5.- Tutto ciò premesso, si deve ricordare che, come affermato anche nella sentenza del TAR di Bari, per principio consolidato l’esigenza di garantire l’ordine e la sicurezza pubblica impongono al titolare dell’autorizzazione allo svolgimento dell’attività di guardia particolare giurata di avere una condotta irreprensibile e immune da censure e che, nella valutazione di tale requisito, l’autorità di pubblica sicurezza dispone di un ampio potere di apprezzamento discrezionale, in funzione della pericolosità dell’attività soggetta ad autorizzazione e della delicatezza degli interessi pubblici coinvolti, che può essere censurato solo se risultano vizi di irrazionalità e incoerenza (fra le più recenti, Consiglio Stato, sez. VI, 27 agosto 2010, n. 5981).

Nell’esercizio di tale potere l’Amministrazione deve peraltro dare puntualmente atto delle ragioni che inducono a ritenere che i fatti accertati (o il reato commesso), per tipologia e per modalità di realizzazione, abbiano fatto venir meno il necessario requisito della buona condotta (Consiglio Stato, sez. VI, 26 luglio 2010, n. 4853). E tale accertamento deve essere particolarmente rigoroso quando, come nella fattispecie, il venir meno del requisito della buona condotta si riflette direttamente sulla capacità lavorativa del soggetto interessato.

6.- Si deve quindi ritenere che i fatti che costituiscono il presupposto per l’emanazione del provvedimento di revoca debbano essere oggetto di un approfondito accertamento che può anche nascere dalla denuncia proveniente da un terzo ma non può basarsi esclusivamente su tale denuncia, occorrendo invece l’individuazione di seri elementi ostativi, frutto (anche) di accertamenti di polizia, direttamente riferibili alla condotta della parte interessata.

E deve essere escluso, in assenza di ulteriori elementi probatori circa lo svolgimento dei fatti e le responsabilità dell’interessato, qualsiasi automatismo tra una denuncia penale e la revoca dell’autorizzazione all’esercizio della professione di guardia particolare giurata.

Mentre, per il periodo necessario allo svolgimento delle necessarie indagini, può essere adottata, sempre che ne sussistano i presupposti, la misura più lieve della sospensione della licenza (ai sensi dell’art. 10 del t.u.l.p.s.).

7.- Applicando tali principi alla fattispecie in esame l’appello risulta fondato.

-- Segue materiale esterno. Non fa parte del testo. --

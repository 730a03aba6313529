//! Driver Monitoring System (DMS) - eye-state pipeline
//!
//! Turns camera frames into a stable open/closed eye status:
//! - Eye-region proposal on a grayscale, equalized frame
//! - Region clamping and cropping
//! - Per-region open-eye classification
//! - Frame aggregation and temporal smoothing
//! - Thresholded status with display color

pub mod classifier;
pub mod config;
pub mod detector;
pub mod gate;
pub mod observer;
pub mod pipeline;
pub mod region;
pub mod status;

pub use classifier::{ClassificationResult, EyeClassifier};
pub use config::DmsConfig;
pub use detector::{EyeRegionDetector, StaticRegionDetector};
pub use gate::{FrameGate, GateGuard};
pub use observer::{CallbackObserver, PipelineObserver, RecordingObserver};
pub use pipeline::{CycleOutcome, EyeStatePipeline, FrameAnalysis};
pub use region::{extract_regions, EyeCrop, Region};
pub use status::{aggregate, DetectionResult, EyeStatus, StatusColor, StatusDecider};

use camera_capture::CameraError;
use inference_engine::InferenceError;
use thiserror::Error;

/// DMS error types
#[derive(Error, Debug)]
pub enum DmsError {
    #[error("Initialization failed: {0}")]
    Initialization(String),

    #[error("Inference failed: {0}")]
    Inference(#[from] InferenceError),

    #[error("Unsupported output type: {0}")]
    UnsupportedOutputType(String),

    #[error("Eye detector failed: {0}")]
    Detector(String),

    #[error("Frame acquisition failed: {0}")]
    FrameAcquisition(#[from] CameraError),

    #[error("Image processing failed: {0}")]
    ImageProcessing(String),

    #[error("Configuration error: {0}")]
    Config(String),
}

Il Prefetto di Foggia ha infatti disposto, il 2 febbraio 2004, la revoca del decreto di approvazione della nomina a guardia particolare giurata e della licenza di porto di d’armi per difesa personale del signor [OMISSIS], con il divieto di detenere armi, munizioni e materie esplodenti, facendo esclusivo riferimento alla denuncia della ex moglie Patrizia Zammarano per la minaccia del 27 gennaio 2004.

Nel giudizio di primo grado risulta poi depositata una informativa, in data 28 gennaio 2004, dell’Ufficio della Polizia di Stato di Manfredonia nella quale sono stati indicati alcuni episodi di minor rilievo (sempre riguardanti il rapporto conflittuale con l’ex coniuge) verificatisi nell’anno precedente.

A giudizio di questo Collegio tali elementi, nel loro complesso, non potevano giustificare il provvedimento di revoca adottato (mentre forse avrebbero potuto giustificare un meno grave e non definitivo provvedimento di sospensione della licenza) e dimostrano la mancanza di una adeguata attività istruttoria volta a dare consistenza ed attendibilità agli addebiti.

Con la conseguenza che deve ritenersi illegittimo, per difetto di istruttoria e di motivazione, il provvedimento del Prefetto di Foggia, impugnato davanti al TAR per la Puglia.

8.- Tale conclusione è confortata dalla circostanza, dedotta in giudizio dal signor [OMISSIS] (e non contraddetta dall’amministrazione), che nessun seguito di rilevanza penale ha avuto la denuncia dell’ex coniuge per il citato episodio del 27 gennaio 2004.

Non è poi stato fornito in giudizio dall’amministrazione alcun ulteriore elemento (neanche riguardante fatti successivi) capace di dimostrare la non idoneità all’esercizio della funzione di guardia particolare giurata del signor [OMISSIS] che, si ricorda, per effetto delle misure cautelari disposte prima dal TAR per la Puglia e poi dalla Sezione V di questo Consiglio, in tutti questi anni ha continuato a svolgere la sua attività lavorativa di guardia giurata.

9.- Occorre a questo punto esaminare la domanda risarcitoria, riproposta anche in appello dal signor [OMISSIS].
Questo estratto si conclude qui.